Voici un certain temps déjà que la production romanesque de Michel Jeury est entrée dans une phase que l'on pourrait dire en plateau. Et contrairement à ce que d'aucuns pourraient avancer, le fait n'est pas essentiellement dû à son entrée dans l'écurie de Patrick Siry. Grosso modo, depuis Les Yeux géants, Jeury étonne moins, assure à son écriture une linéarité classique et se prend même — comme n'importe quel auteur US — à rentabiliser des idées naguère distribuées à la volée.
Ce choix assure sans doute sa production (et reconnaissons que le poids de l'auteur est infime face au rouleau-compresseur de la normalisation éditoriale). mais celui qui, en littérature, recherche surtout l'expérience de lecture propre à créer un choc risque hélas de s'en trouver quelque peu déçu.
Rentabiliser. Dans Le territoire humain, paru en 1979 (Laffont). Jeury distillait mille idées et composait ce que Bozzetto nomma « un univers grouillant de pistes, où la signification se noie ». Parmi ces idées, les nouvelles races du Timindia : timins qui échappent au temps, exdos hypersensibles à la douleur et indos pour lesquels, au contraire, les affres de cette dernière sont inconnus grâce à une abondance d'endomorphines.
Aujourd'hui, les indos réapparaissent sous le nom d'Anaes. et ils forment l'enjeu de L'anaphase du diable qui sans cette présence implicite serait un fort banal space-opera... Deux empires s'affrontent : Grakforal I'empire humain et la nation urue derrière le Kaerwea. Les Urus figurent l'implacable ennemi torturant les humains souvent plus par plaisir que par nécessité tactique. Découvrir la retraite des Anaes est devenu vital pour Grakforal. Et telle est la mission de Lo-An, princesse Bajjium de Yore, amirale des flottes cosmiques et clone de la Reine Teherakli. S'il n'y avait les Anaes et le personnage de Jorer Lazar (typique de ces « héros » jeuryens arrachés au quotidien pour subir l'action), tout cela serait fort peu « jeuryen ».
Mais fort heureusement, même s'il choisit désormais d'aplatir son écriture Jeury ne jette pas le fond avec la forme. Cette quête des Anaes qui aurait pu devenir la recherche d'un sauveur tout-puissant (idéologiquement suspect) se voit dotée d'une formidable critique interne : les Anaes sont tout sauf possesseurs d'une utopie, eux qui n'hésitent pas à livrer des agents de Grakforal à des expérimentations sadiques pour retrouver la compréhension des phénomènes de douleur — et sont dès lors plus proches des Urus que des humains. De même, Jeury pousse à son terme la réflexion sur ce qui aurait pu n'être qu'un gadget : si la douleur a disparu, sa fonction de signal d'alarme dans bien des dysfonctions physiologiques disparaît également. Les Anaes doivent donc développer d'autres systèmes de défense et ausculter périodiquement l'espace intérieur de leurs corps. La nuit et le sommeil ont disparu pour ne subsister que sous forme artificielle (un dédoublement qui rappelle quelque peu celui de L'Ile bleue (Plasma). Or, ces voyages intérieurs ont créé chez eux des facultés nouvelles d'exploration de l'univers par le mental et même de préhension des êtres qui le peuplent : l'anaphase.

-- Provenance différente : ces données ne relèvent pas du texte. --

impl SessionIssuer {
    #[must_use]
    pub fn new(store: Arc<dyn SessionStore>, config: SessionConfig) -> Self {
        Self { store, config }
    }

    #[must_use]
    pub fn config(&self) -> &SessionConfig {
        &self.config
    }

    /// Create a session for `user_id` and redirect to `redirect_to` with the
    /// session cookie set. `remember` makes the cookie outlive the browser
    /// session.
    ///
    /// # Errors
    /// Returns an error if `redirect_to` is not a valid `Location` value (no
    /// session is created then) or if the session cannot be stored.
    pub async fn issue(&self, user_id: Uuid, remember: bool, redirect_to: &str) -> Result<Response> {
        let location = HeaderValue::from_str(redirect_to).context("invalid redirect target")?;

        let token = self.create_session(user_id).await?;
        let cookie = self
            .session_cookie(&token, remember)
            .context("failed to build session cookie")?;

        debug!(%user_id, remember, "session issued");

        let mut headers = HeaderMap::new();
        headers.insert(SET_COOKIE, cookie);
        headers.insert(LOCATION, location);
        Ok((StatusCode::SEE_OTHER, headers).into_response())
    }

    /// Resolve the session cookie into a user id.
    ///
    /// Returns `Ok(None)` when the cookie is missing, unknown or expired.
    ///
    /// # Errors
    /// Returns an error if the session store fails.
    pub async fn current_user_id(&self, headers: &HeaderMap) -> Result<Option<Uuid>> {
        let Some(token) = extract_session_token(headers) else {
            return Ok(None);
        };
        self.store.lookup(&hash_session_token(&token)).await
    }

    /// Drop the server-side session (if any) and redirect to `redirect_to`
    /// with a cookie that clears the browser copy.
    pub async fn destroy(&self, headers: &HeaderMap, redirect_to: &str) -> Response {
        if let Some(token) = extract_session_token(headers) {
            if let Err(err) = self.store.delete(&hash_session_token(&token)).await {
                error!("Failed to delete session: {err:#}");
            }
        }

        // Always clear the cookie, even if the session record was missing.
        let mut response_headers = HeaderMap::new();
        if let Ok(cookie) = self.clear_session_cookie() {
            response_headers.insert(SET_COOKIE, cookie);
        }
        (response_headers, Redirect::to(redirect_to)).into_response()
    }

    async fn create_session(&self, user_id: Uuid) -> Result<String> {
        for _ in 0..3 {
            let token = generate_session_token()?;
            if self
                .store
                .insert(&hash_session_token(&token), user_id, self.config.ttl_seconds)
                .await?
            {
                return Ok(token);
            }
        }

        Err(anyhow!("failed to generate unique session token"))
    }

    fn session_cookie(&self, token: &str, remember: bool) -> Result<HeaderValue, InvalidHeaderValue> {
        let mut cookie = format!("{SESSION_COOKIE_NAME}={token}; Path=/; HttpOnly; SameSite=Lax");
        if remember {
            cookie.push_str(&format!("; Max-Age={}", self.config.ttl_seconds));
        }
        if self.config.cookie_secure {
            cookie.push_str("; Secure");
        }
        HeaderValue::from_str(&cookie)
    }

    fn clear_session_cookie(&self) -> Result<HeaderValue, InvalidHeaderValue> {
        let mut cookie = format!("{SESSION_COOKIE_NAME}=; Path=/; HttpOnly; SameSite=Lax; Max-Age=0");
        if self.config.cookie_secure {
            cookie.push_str("; Secure");
        }
        HeaderValue::from_str(&cookie)
    }
}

L'anaphase du diable tiendrait-elle son nom de la planète Marvoon. résidence des Anaes, dont le nom dérive de l'un des avatars galactiques du Malin : Marv ? Ou plutôt, et Jeury achève de retourner comme un gant le statut de sauveurs des Anaes. parce que ces derniers possèdent stricto sensu n'importe quel individu et se donnent ainsi l'un des pouvoirs du Diable...
On cherche quelque chose comme un Messie pour sauver la race humaine, et on tombe sur un « Grand Satan » ! Décidément, Jeury manie toujours l'ambiguïté et la subtilité.